The fireball shot through the office, burning to cinders all the pages Edward had labored over for all those years. When once he might have burst into tears at the mere thought, the destruction of his life’s work meant little to Edward now. In fact, the sight of those pages crinkling and crackling in the fire made Edward smile at how silly he had been. The TV exploded. The sofa gratefully caught fire and was almost immediately a heap of ash. The typewriter itself blackened with soot as the delicate inner springs and cables melted. With the sound of a small explosion, the fireball shattered all the windows on the house, sending glass raining down in a crystal shower. The fire rushed up into the air and was gone, leaving behind the smoldering ruin of Edward Jenkins’ house.
Yet Edward Jenkins was still there. Somehow.
Those final words, “It’s only just beginning” hung in the air, reverberating like an echo. As before, the words had come from him without him having to open his mouth. Yet they were real. More real than any words Edward have ever uttered in his life.
Edward, the writer said, desperate now. Please, Edward, you don’t know where you’re going or what you’re doing.
“Well, I’ll just have to figure it out, won’t I?”
As Edward brushed himself off and stepped out of his destroyed house, the writer hammered away furiously at the kets of his typewriter. But he found Edward was ignoring him. All the horrible deaths the writer was writing at that very moment didn’t happen. Edward was fine. Edward, come back. I’m lonely without you.

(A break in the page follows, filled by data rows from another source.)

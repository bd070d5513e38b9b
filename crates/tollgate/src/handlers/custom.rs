use std::sync::Arc;

use bytes::Bytes;
use common::consts::DEFAULT_STREAM_END_WORD;
use common::errors::ProxyError;
use common::models::{CustomProvider, ProviderSetting, RouteConfig};
use hyper::header::{HeaderMap, HeaderValue, CONTENT_TYPE};
use hyper::Method;
use llmcost::selector::select_bool;
use serde_json::Value;

use super::response::ProxyResponse;
use super::streaming::{relay_stream, StreamOptions};
use super::upstream::{outbound_headers, relay, send, unreachable, Exchange};
use crate::app_state::AppState;
use crate::auth::apply_upstream_credential;

pub fn stream_options(config: &RouteConfig, capture_limit: usize) -> StreamOptions {
    StreamOptions {
        end_word: config
            .stream_end_word
            .clone()
            .filter(|w| !w.is_empty())
            .unwrap_or_else(|| DEFAULT_STREAM_END_WORD.to_string()),
        max_empty_messages: config.stream_max_empty_messages.unwrap_or(0),
        capture_limit,
    }
}

/// Whether the request body asks for a stream, per the route config.
fn wants_stream(config: &RouteConfig, body: &[u8]) -> bool {
    let Some(location) = config.stream_location.as_deref() else {
        return false;
    };
    serde_json::from_slice::<Value>(body)
        .map(|request| select_bool(&request, location) == Some(true))
        .unwrap_or(false)
}

/// Forward to a custom provider's `targetUrl` unmodified.
#[allow(clippy::too_many_arguments)]
pub async fn forward_custom(
    state: &Arc<AppState>,
    provider: &CustomProvider,
    config: &RouteConfig,
    setting: &ProviderSetting,
    method: Method,
    inbound: &HeaderMap,
    body: Bytes,
    exchange: Exchange,
) -> Result<ProxyResponse, ProxyError> {
    let mut headers = outbound_headers(inbound);
    apply_upstream_credential(&mut headers, setting, provider.authentication_param.as_deref())?;
    if !headers.contains_key(CONTENT_TYPE) {
        headers.insert(CONTENT_TYPE, HeaderValue::from_static("application/json"));
    }
    let streaming = wants_stream(config, &body);

    let upstream = match send(
        &state.http_client,
        method,
        &config.target_url,
        headers,
        body,
        state.config.upstream_timeout(),
    )
    .await
    {
        Ok(upstream) => upstream,
        Err(e) => return Err(unreachable(exchange, &state.bus, &e)),
    };

    if streaming && upstream.status().is_success() {
        let options = stream_options(config, state.config.stream_capture_limit_bytes);
        return Ok(relay_stream(upstream, exchange, state.bus.clone(), options));
    }
    relay(upstream, exchange, &state.bus, state.config.log_mode).await
}

#[cfg(test)]
mod tests {
    use super::*;

    fn config() -> RouteConfig {
        RouteConfig {
            path: "/v1/generate".into(),
            target_url: "http://localhost/generate".into(),
            stream_location: Some("stream".into()),
            ..Default::default()
        }
    }

    #[test]
    fn test_stream_options_defaults() {
        let options = stream_options(&config(), 1024);
        assert_eq!(options.end_word, "[DONE]");
        assert_eq!(options.max_empty_messages, 0);

        let tuned = RouteConfig {
            stream_end_word: Some("END".into()),
            stream_max_empty_messages: Some(3),
            ..config()
        };
        let options = stream_options(&tuned, 1024);
        assert_eq!(options.end_word, "END");
        assert_eq!(options.max_empty_messages, 3);
    }

    #[test]
    fn test_wants_stream_uses_location() {
        assert!(wants_stream(&config(), br#"{"stream": true}"#));
        assert!(!wants_stream(&config(), br#"{"stream": false}"#));
        let without = RouteConfig {
            stream_location: None,
            ..config()
        };
        assert!(!wants_stream(&without, br#"{"stream": true}"#));
    }
}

But by now a great change was coming over Edward. He started to grow bigger without his body actually changing size. In fact, he was soon not even sure he still had a body. But his perception was definitely expanding. Within seconds, he could see his lonely house siting on its lonely hill. Edward turned and looked around him. He continued to grow bigger. He could see the trees and a river rushing and gurgling through the trees. A frog sat on a rock, waiting for flies to drift past so it might have lunch. And there, hurtling the air, was the plane, its engines flaming and belching smoke. The writer had been dead set on killing not only Edward but everyone in that plane. What to do, what to do, pondered Edward. If he could change his own story, could he not change that of the world? What was the harm in trying? So Edward tried.
The plane hurtled over his ruined home. It came so close in fact that the jet stream ripped off a number of roof tiles. The plane struck the trees with a thunderous crash and the splintering of wood and the screaming of twisting metal. After plowing through a dozen yards of trees, the plane came to a rest. It smoked and smoldered. To the terrified passengers left alive inside, there passed a breathless minute. They were still drowning in the terror of the crash and had not yet fully realized they had survived. Then the rear hatch of the plane was pulled back. Light streamed in. A man stood there. He helped them out of their seats and he carried them out and laid them on the grass near the wreck. Some people had died, yes, but most had not. The newspapers would later call the survival of the majority of the passengers and crew “miraculous”.
Shaking, the captain sprawled out on the grass, his leg broken but is life very much in tact.
“Who are you?” he asked the man.
The man smiled a comforting smile, “I’m Edward. Edward Jenkins.”
It didn’t take long for medical choppers and ambulances to arrive. However, when asked by first responders to meet this mysterious Mr. Jenkins, none of the survivors could find him. He was nowhere to be found.
Little did they realize he was everywhere. His story, like theirs, didn’t end that day. But goes on still.